* [WHAT TO DO] How many lines of the records hold the string "host"? Reply with the number alone.

(Saved data entries)
----
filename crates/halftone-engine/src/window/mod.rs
//! Window + runtime loop.
//!
//! Owns the `winit` EventLoop and Window, and wires them to the GPU layer.

mod runtime;

pub use runtime::{Runtime, RuntimeConfig};
/// Settings for adapter, device and surface creation.
#[derive(Debug, Clone)]
pub struct GpuInit {
    /// Pick an sRGB surface format when the surface offers one.
    ///
    /// Shaders write linear color; an sRGB target encodes it on store.
    pub prefer_srgb: bool,

    /// Requested present mode. Falls back to FIFO when the surface lacks it.
    pub present_mode: wgpu::PresentMode,

    /// Requested alpha mode. `None` (or an unsupported mode) takes the surface's first.
    pub alpha_mode: Option<wgpu::CompositeAlphaMode>,

    pub power_preference: wgpu::PowerPreference,

    pub required_features: wgpu::Features,
    pub required_limits: wgpu::Limits,

    /// Hint only; support depends on platform/backend.
    pub desired_maximum_frame_latency: u32,
}

impl Default for GpuInit {
    fn default() -> Self {
        Self {
            prefer_srgb: true,
            present_mode: wgpu::PresentMode::Fifo,
            alpha_mode: None,
            power_preference: wgpu::PowerPreference::HighPerformance,
            required_features: wgpu::Features::empty(),
            required_limits: wgpu::Limits::default(),
            desired_maximum_frame_latency: 2,
        }
    }
}
use std::fmt;

/// Keyboard key identifier.
///
/// Only the keys the studio binds are named; everything else maps to
/// `Key::Unknown` with the platform key code.
#[derive(Debug, Copy, Clone, Eq, PartialEq, Hash)]
pub enum Key {
    Escape,
    Enter,
    Tab,
    Backspace,

    ArrowUp,
    ArrowDown,
    ArrowLeft,
    ArrowRight,

    PageUp,
    PageDown,

    R,
    H,

    /// `0`-`9` and `A`-`F` (main row or keypad), as the digit value `0..=15`.
    HexDigit(u8),

    /// Platform-dependent key not represented here.
    Unknown(u32),
}

#[derive(Debug, Copy, Clone, Eq, PartialEq)]
pub enum KeyState {
    Pressed,
    Released,
}

/// Mouse button identifier.
#[derive(Debug, Copy, Clone, Eq, PartialEq, Hash)]
pub enum MouseButton {
    Left,
    Right,
    Middle,
    Other(u16),
}

#[derive(Debug, Copy, Clone, Eq, PartialEq)]
pub enum MouseButtonState {
    Pressed,
    Released,
}

/// Modifier keys state.
#[derive(Debug, Copy, Clone, Default, Eq, PartialEq)]
pub struct Modifiers {
    pub shift: bool,
    pub ctrl: bool,
    pub alt: bool,
    pub meta: bool,
}

/// Mouse wheel delta.
///
/// `Line` corresponds to "scroll lines" style input; `Pixel` is high precision.
#[derive(Debug, Copy, Clone, PartialEq)]
pub enum MouseWheelDelta {
    Line { x: f32, y: f32 },
    Pixel { x: f32, y: f32 },
}

impl MouseWheelDelta {
    /// Logical pixels treated as one wheel line.
    pub const PIXELS_PER_LINE: f32 = 40.0;

    /// Vertical component expressed in lines.
    pub fn lines_y(self) -> f32 {
        match self {
            MouseWheelDelta::Line { y, .. } => y,
            MouseWheelDelta::Pixel { y, .. } => y / Self::PIXELS_PER_LINE,
        }
    }
}

/// Pointer move event in logical pixels.
#[derive(Debug, Copy, Clone, PartialEq)]
pub struct PointerMoveEvent {
    pub x: f32,
    pub y: f32,
}

/// Pointer button event.
#[derive(Debug, Copy, Clone, PartialEq)]
pub struct PointerButtonEvent {
    pub button: MouseButton,
    pub state: MouseButtonState,
    pub x: f32,
    pub y: f32,
    pub modifiers: Modifiers,
}

/// Platform-agnostic input events emitted by the runtime.
#[derive(Debug, Clone, PartialEq)]
pub enum InputEvent {
    ModifiersChanged(Modifiers),

    Key {
        key: Key,
        state: KeyState,
        modifiers: Modifiers,
        /// True when event is a key-repeat.
        repeat: bool,
    },

    PointerMoved(PointerMoveEvent),
    PointerButton(PointerButtonEvent),

    MouseWheel {
        delta: MouseWheelDelta,
        modifiers: Modifiers,
    },

    /// Pointer left the window surface.
    PointerLeft,

    /// Window focus change.
    Focused(bool),
}

impl Key {
    /// Lowercase hex character of a [`Key::HexDigit`].
    pub fn hex_char(self) -> Option<char> {
        match self {
            Key::HexDigit(d) => char::from_digit(u32::from(d), 16),
            _ => None,
        }
    }
}

impl fmt::Display for Key {
    fn fmt(&self, f: &mut fmt::Formatter<'_>) -> fmt::Result {
        match self.hex_char() {
            Some(c) => write!(f, "{c}"),
            None => write!(f, "{:?}", self),
        }
    }
}
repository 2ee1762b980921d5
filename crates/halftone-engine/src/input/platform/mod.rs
//! Platform event translation.

pub(crate) mod winit;
//! Line-oriented CLI output
//!
//! Interactive terminals get cliclack's framed log; everything else gets
//! bracketed plain lines that read well in CI logs.

use super::context::UiContext;
use console::style;

/// Outcome class of a printed step
#[derive(Debug, Clone, Copy, PartialEq, Eq)]
pub enum Status {
    Ok,
    Info,
    Warn,
    Fail,
}

impl Status {
    fn tag(self) -> String {
        match self {
            Self::Ok => style("[OK]").green().to_string(),
            Self::Info => style("[INFO]").cyan().to_string(),
            Self::Warn => style("[WARN]").yellow().to_string(),
            Self::Fail => style("[FAIL]").red().to_string(),
        }
    }
}

/// Print a step with its status
pub fn step(ctx: &UiContext, status: Status, message: &str) {
    if ctx.use_fancy_output() {
        let _ = match status {
            Status::Ok => cliclack::log::success(message),
            Status::Info => cliclack::log::info(message),
            Status::Warn => cliclack::log::warning(message),
            Status::Fail => cliclack::log::error(message),
        };
    } else {
        println!("  {} {}", status.tag(), message);
    }
}

pub fn step_ok(ctx: &UiContext, message: &str) {
    step(ctx, Status::Ok, message);
}

pub fn step_info(ctx: &UiContext, message: &str) {
    step(ctx, Status::Info, message);
}

pub fn step_warn(ctx: &UiContext, message: &str) {
    step(ctx, Status::Warn, message);
}

/// Opening banner
pub fn intro(ctx: &UiContext, title: &str) {
    if ctx.use_fancy_output() {
        let _ = cliclack::intro(style(title).blue().bold());
    } else {
        println!("{}", style(title).bold());
    }
}

/// Closing line
pub fn outro(ctx: &UiContext, status: Status, message: &str) {
    if ctx.use_fancy_output() {
        let styled = match status {
            Status::Ok => style(message).green().bold(),
            Status::Fail => style(message).red().bold(),
            Status::Warn => style(message).yellow().bold(),
            Status::Info => style(message).bold(),
        };
        let _ = cliclack::outro(styled);
    } else {
        println!("{} {}", status.tag(), message);
    }
}

/// Bold section heading
pub fn section(ctx: &UiContext, title: &str) {
    println!();
    if ctx.use_fancy_output() {
        let _ = cliclack::log::info(style(title).bold());
    } else {
        println!("{}", style(title).bold());
    }
}

/// Dimmed key, plain value
pub fn key_value(ctx: &UiContext, key: &str, value: &str) {
    if ctx.use_fancy_output() {
        println!("  {}: {}", style(key).dim(), value);
    } else {
        println!("  {}: {}", key, value);
    }
}

/// Secondary hint line
pub fn remark(ctx: &UiContext, message: &str) {
    if ctx.use_fancy_output() {
        let _ = cliclack::log::remark(message);
    } else {
        println!("  {}", style(message).dim());
    }
}
//! Service bootstrap
//!
//! Final pipeline stage. Resolves the entry point in the staged
//! application, claims the bind address and hands it to a worker. The
//! address is bound before any worker exists, so an occupied port fails
//! without spawning anything.

pub mod entry;
pub mod worker;

pub use entry::EntryPoint;
pub use worker::{CommandWorker, ListenerWorker, Worker, WorkerContext};

use crate::config::schema::RuntimeConfig;
use crate::config::ServiceConfig;
use crate::error::{DockyardError, DockyardResult};
use crate::runtime::RuntimeEnvironment;
use std::io::ErrorKind;
use std::net::SocketAddr;
use std::time::Duration;
use tokio::net::TcpListener;
use tracing::info;

/// Starts the service worker for a built image
pub struct Bootstrapper<'a> {
    config: &'a ServiceConfig,
    runtime: &'a RuntimeConfig,
}

impl<'a> Bootstrapper<'a> {
    pub fn new(config: &'a ServiceConfig, runtime: &'a RuntimeConfig) -> Self {
        Self { config, runtime }
    }

    /// Worker for the configured mode
    pub fn default_worker(&self) -> Box<dyn Worker> {
        if self.config.command.is_empty() {
            Box::new(ListenerWorker::new())
        } else {
            Box::new(CommandWorker::new(
                self.config.command.clone(),
                Duration::from_millis(self.config.startup_grace_ms),
            ))
        }
    }

    /// Start the configured worker
    pub async fn start(&self, environment: &RuntimeEnvironment) -> DockyardResult<RunningService> {
        self.start_with(environment, self.default_worker()).await
    }

    /// Start `worker` on the configured address
    pub async fn start_with(
        &self,
        environment: &RuntimeEnvironment,
        mut worker: Box<dyn Worker>,
    ) -> DockyardResult<RunningService> {
        let app_dir = environment
            .app_dir
            .clone()
            .ok_or_else(|| DockyardError::Internal("source has not been staged".to_string()))?;

        let entry =
            entry::resolve(&app_dir, &self.config.entry, &self.config.module_extensions).await?;
        let env = environment.worker_env(self.runtime)?;

        let listener = self.bind().await?;
        let addr = listener
            .local_addr()
            .map_err(|e| DockyardError::io("reading bound address", e))?;

        let ctx = WorkerContext {
            entry,
            host: self.config.host.clone(),
            port: addr.port(),
            app_dir,
            site_dir: environment.site_dir.clone(),
            env,
        };
        worker.start(listener, &ctx).await?;
        info!("Serving {} on {} ({} worker)", ctx.entry.locator, addr, worker.name());

        Ok(RunningService {
            addr,
            entry: ctx.entry,
            worker,
            shutdown_timeout: Duration::from_secs(self.config.shutdown_timeout_secs),
        })
    }

    /// Claim the configured address
    pub async fn bind(&self) -> DockyardResult<TcpListener> {
        let addr = self.config.bind_addr();
        TcpListener::bind(&addr).await.map_err(|e| match e.kind() {
            ErrorKind::AddrInUse => DockyardError::BindAddressInUse { addr: addr.clone() },
            _ => DockyardError::io(format!("binding {}", addr), e),
        })
    }
}

/// Why a running service stopped
#[derive(Debug, Clone, Copy, PartialEq, Eq)]
pub enum StopReason {
    /// SIGINT or SIGTERM
    Signal,
    /// The worker exited on its own
    WorkerExited,
}

/// A service bound to its address with a live worker
pub struct RunningService {
    addr: SocketAddr,
    entry: EntryPoint,
    worker: Box<dyn Worker>,
    shutdown_timeout: Duration,
}

impl RunningService {
    /// Address the service is bound to
    pub fn local_addr(&self) -> SocketAddr {
        self.addr
    }

    pub fn entry(&self) -> &EntryPoint {
        &self.entry
    }

    /// Serve until a shutdown signal arrives or the worker exits, then stop
    /// the worker gracefully
    pub async fn wait_for_shutdown(mut self) -> DockyardResult<StopReason> {
        let reason = tokio::select! {
            signal = shutdown_signal() => {
                signal?;
                info!("Shutdown requested");
                StopReason::Signal
            }
            exited = self.worker.wait() => {
                exited?;
                info!("Worker exited");
                StopReason::WorkerExited
            }
        };
        self.shutdown().await?;
        Ok(reason)
    }

    /// Stop the worker, forcing after the configured timeout
    pub async fn shutdown(mut self) -> DockyardResult<()> {
        self.worker.stop(self.shutdown_timeout).await
    }
}

#[cfg(unix)]
async fn shutdown_signal() -> DockyardResult<()> {
    use tokio::signal::unix::{signal, SignalKind};

    let mut sigterm = signal(SignalKind::terminate())
        .map_err(|e| DockyardError::io("registering SIGTERM handler", e))?;
    let mut sigint = signal(SignalKind::interrupt())
        .map_err(|e| DockyardError::io("registering SIGINT handler", e))?;
    tokio::select! {
        _ = sigterm.recv() => {}
        _ = sigint.recv() => {}
    }
    Ok(())
}

#[cfg(not(unix))]
async fn shutdown_signal() -> DockyardResult<()> {
    tokio::signal::ctrl_c()
        .await
        .map_err(|e| DockyardError::io("waiting for ctrl-c", e))
}

#[cfg(test)]
mod tests {
    use super::*;
    use async_trait::async_trait;
    use std::path::PathBuf;
    use std::sync::atomic::{AtomicBool, Ordering};
    use std::sync::Arc;
    use tempfile::TempDir;

    /// Worker that records whether it was ever started
    struct SpyWorker {
        started: Arc<AtomicBool>,
    }

    #[async_trait]
    impl Worker for SpyWorker {
        async fn start(
            &mut self,
            _listener: TcpListener,
            _ctx: &WorkerContext,
        ) -> DockyardResult<()> {
            self.started.store(true, Ordering::SeqCst);
            Ok(())
        }

        async fn wait(&mut self) -> DockyardResult<()> {
            Ok(())
        }

        async fn stop(&mut self, _timeout: Duration) -> DockyardResult<()> {
            Ok(())
        }

        fn name(&self) -> &'static str {
            "spy"
        }
    }

    fn staged_app() -> (TempDir, RuntimeEnvironment) {
        let dir = TempDir::new().unwrap();
        let app = dir.path().join("app");
        std::fs::create_dir_all(&app).unwrap();
        std::fs::write(app.join("service.py"), "app = App()\n").unwrap();
        let env = RuntimeEnvironment {
            root: dir.path().to_path_buf(),
            site_dir: dir.path().join("site"),
            app_dir: Some(app),
            ..Default::default()
        };
        (dir, env)
    }

    fn config(port: u16) -> ServiceConfig {
        ServiceConfig {
            entry: "service:app".to_string(),
            host: "127.0.0.1".to_string(),
            port,
            ..Default::default()
        }
    }

    fn runtime() -> RuntimeConfig {
        RuntimeConfig {
            env_file: None,
            ..Default::default()
        }
    }

    #[tokio::test]
    async fn occupied_port_spawns_no_worker() {
        let (_dir, env) = staged_app();
        let occupant = std::net::TcpListener::bind("127.0.0.1:0").unwrap();
        let port = occupant.local_addr().unwrap().port();

        let started = Arc::new(AtomicBool::new(false));
        let worker = Box::new(SpyWorker {
            started: started.clone(),
        });

        let cfg = config(port);
        let rt = runtime();
        let err = Bootstrapper::new(&cfg, &rt)
            .start_with(&env, worker)
            .await
            .err()
            .unwrap();

        assert!(matches!(err, DockyardError::BindAddressInUse { .. }));
        assert_eq!(err.exit_code(), 17);
        assert!(!started.load(Ordering::SeqCst));
    }

    #[tokio::test]
    async fn missing_entry_point_fails_before_binding() {
        let (_dir, env) = staged_app();
        let mut cfg = config(0);
        cfg.entry = "service:missing".to_string();
        let rt = runtime();

        let err = Bootstrapper::new(&cfg, &rt).start(&env).await.err().unwrap();
        assert_eq!(err.kind(), "EntryPointNotFound");
    }

    #[tokio::test]
    async fn unstaged_environment_is_rejected() {
        let cfg = config(0);
        let rt = runtime();
        let env = RuntimeEnvironment {
            site_dir: PathBuf::from("/site"),
            ..Default::default()
        };
        assert!(Bootstrapper::new(&cfg, &rt).start(&env).await.is_err());
    }

    #[tokio::test]
    async fn listener_service_accepts_and_shuts_down() {
        let (_dir, env) = staged_app();
        let cfg = config(0);
        let rt = runtime();

        let service = Bootstrapper::new(&cfg, &rt).start(&env).await.unwrap();
        let addr = service.local_addr();
        assert_eq!(service.entry().object, "app");

        tokio::net::TcpStream::connect(addr).await.unwrap();
        service.shutdown().await.unwrap();
    }

    #[tokio::test]
    async fn worker_exit_ends_the_wait() {
        let (_dir, env) = staged_app();
        let cfg = config(0);
        let rt = runtime();
        let worker = Box::new(SpyWorker {
            started: Arc::new(AtomicBool::new(false)),
        });

        let service = Bootstrapper::new(&cfg, &rt).start_with(&env, worker).await.unwrap();
        let reason = service.wait_for_shutdown().await.unwrap();
        assert_eq!(reason, StopReason::WorkerExited);
    }
}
----
* [TASK RESPONSE] 2